Elopak is not only the first packaging company, but also the first Norwegian company to join the campaign and set a public target to be 100% powered by renewable electricity.
The move is a major step in the business’ journey to becoming carbon neutral in all of its operations, as outlined in its Future Proofed Packaging strategy.
“Elopak has been investing in energy efficiency at our plants for several decades and we are reaching a stage where a lot of the potential has already been tapped. Electricity consumption is the largest source of Elopak’s greenhouse gas emissions and by purchasing renewable power we are tackling the largest source of our emissions,” says Kristian Hall, Director of Corporate Environment at Elopak.
Mark Kenber, CEO of The Climate Group, said “Elopak knows renewables are good for business – switching its electricity supply sends a clear message to customers that Elopak wants to manufacture more responsibly.
“It’s fantastic to see Elopak take the lead on this issue and urge other businesses to step up to the plate. With crucial global climate talks next month, companies are making their support for renewables loud and clear.”
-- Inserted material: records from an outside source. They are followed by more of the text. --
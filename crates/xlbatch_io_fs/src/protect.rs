//! Password encryption of finished workbooks into a sibling directory.

use std::collections::BTreeMap;
use std::fs;
use std::io::{Cursor, Write};
use std::path::{Path, PathBuf};

use ms_offcrypto_writer::Ecma376AgileWriter;

use crate::report::{ReportProtect, ReportProtectBuilder};
use crate::spec::{ProtectTreeError, SpecProtectOptions};
use crate::util::{
    SpecFilePatterns, copy_file_times, derive_partial_path, is_overlap, list_files_sorted,
};

/// Encrypt the files of `dir_source` listed in `passwords` into `dir_destination`.
///
/// `passwords` maps a file name (not a path) to its open password. Only files
/// directly under `dir_source` are considered, in name order. Each listed
/// file is written to `dir_destination` under the same name as an ECMA-376
/// agile encrypted package, then removed from the source unless
/// [`SpecProtectOptions::if_keep_source`] is set.
///
/// Matched files without a password are left in place and reported as
/// skipped. A password whose file is missing is an error, and so is any
/// failure while encrypting; the run stops at the first one.
pub fn protect_tree<P, Q>(
    dir_source: P,
    dir_destination: Q,
    passwords: &BTreeMap<String, String>,
    spec_options: &SpecProtectOptions,
) -> Result<ReportProtect, ProtectTreeError>
where
    P: AsRef<Path>,
    Q: AsRef<Path>,
{
    let path_dir_src = dir_source.as_ref().to_path_buf();
    let path_dir_dst = dir_destination.as_ref().to_path_buf();

    if !path_dir_src.is_dir() {
        return Err(ProtectTreeError::SourceNotDirectory(path_dir_src));
    }
    if is_overlap(&path_dir_src, &path_dir_dst) {
        return Err(ProtectTreeError::SourceDestinationOverlap {
            path_source: path_dir_src,
            path_destination: path_dir_dst,
        });
    }

    let spec_pats = SpecFilePatterns::from_raw(&spec_options.patterns_include_files)?;

    for name_file in passwords.keys() {
        let path_file_src = path_dir_src.join(name_file);
        if !path_file_src.is_file() {
            return Err(ProtectTreeError::MissingSourceFile(path_file_src));
        }
    }

    fs::create_dir_all(&path_dir_dst).map_err(|e| ProtectTreeError::DestinationInitFailed {
        path: path_dir_dst.clone(),
        source: e,
    })?;

    let l_files = list_files_sorted(&path_dir_src).map_err(|e| ProtectTreeError::Io {
        path: path_dir_src.clone(),
        source: e,
    })?;

    let mut builder = ReportProtectBuilder::default();
    for path_file_src in l_files {
        builder.add_scanned();
        let name_file = path_file_src
            .file_name()
            .map(|name| name.to_string_lossy().into_owned())
            .unwrap_or_default();
        if !spec_pats.is_included(&name_file) {
            continue;
        }
        builder.add_matched();

        let Some(password) = passwords.get(&name_file) else {
            builder.add_skipped(format!(
                "No password listed for {}; left unprotected.",
                path_file_src.display()
            ));
            continue;
        };

        let path_file_dst = path_dir_dst.join(&name_file);
        encrypt_file(&path_file_src, &path_file_dst, password)?;
        if spec_options.if_preserve_times {
            copy_file_times(&path_file_src, &path_file_dst).map_err(|e| ProtectTreeError::Io {
                path: path_file_dst.clone(),
                source: e,
            })?;
        }
        if !spec_options.if_keep_source {
            fs::remove_file(&path_file_src).map_err(|e| ProtectTreeError::Io {
                path: path_file_src.clone(),
                source: e,
            })?;
        }
        log::debug!("Protected {}", path_file_dst.display());
        builder.add_protected(path_file_dst);
    }

    let report = builder.build();
    log::info!("{report}");
    Ok(report)
}

/// Write `path_file_src` encrypted with `password` to `path_file_dst`.
///
/// The output is an OLE compound file holding the `EncryptionInfo` and
/// `EncryptedPackage` streams. It is staged next to the target and renamed
/// into place.
pub fn encrypt_file(
    path_file_src: &Path,
    path_file_dst: &Path,
    password: &str,
) -> Result<PathBuf, ProtectTreeError> {
    let v_plain = fs::read(path_file_src).map_err(|e| ProtectTreeError::Io {
        path: path_file_src.to_path_buf(),
        source: e,
    })?;

    let err_encrypt = |message: String| ProtectTreeError::Encrypt {
        path: path_file_src.to_path_buf(),
        message,
    };
    let mut rng = rand::rng();
    let mut writer = Ecma376AgileWriter::create(&mut rng, password, Cursor::new(Vec::<u8>::new()))
        .map_err(|e| err_encrypt(e.to_string()))?;
    writer
        .write_all(&v_plain)
        .map_err(|e| err_encrypt(e.to_string()))?;
    let v_encrypted = writer
        .into_inner()
        .map_err(|e| err_encrypt(e.to_string()))?
        .into_inner();

    let path_partial = derive_partial_path(path_file_dst);
    fs::write(&path_partial, &v_encrypted).map_err(|e| ProtectTreeError::Io {
        path: path_partial.clone(),
        source: e,
    })?;
    fs::rename(&path_partial, path_file_dst).map_err(|e| ProtectTreeError::Io {
        path: path_file_dst.to_path_buf(),
        source: e,
    })?;
    Ok(path_file_dst.to_path_buf())
}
Elopak are the 41st company to join the campaign. RE100 corporate partners include: Alstria, Autodesk, Aviva, BROAD Group, BT Group, Commerzbank, DSM, Elion Resources Group, Elopak, Formula E, Givaudan, Goldman Sachs, H&M, IKEA Group, Infosys, J. Safra Sarasin, Johnson & Johnson, Kingspan, KPN, La Poste, Land Securities, Marks & Spencer, Mars Incorporated, Nestlé, Nike, Inc., Philips, Procter & Gamble, Proximus, RELX Group, Salesforce, SAP, SGS, Starbucks, Steelcase, Swiss RE, UBS, Unilever, Vaisala, Voya Financial, Walmart and YOOX Group.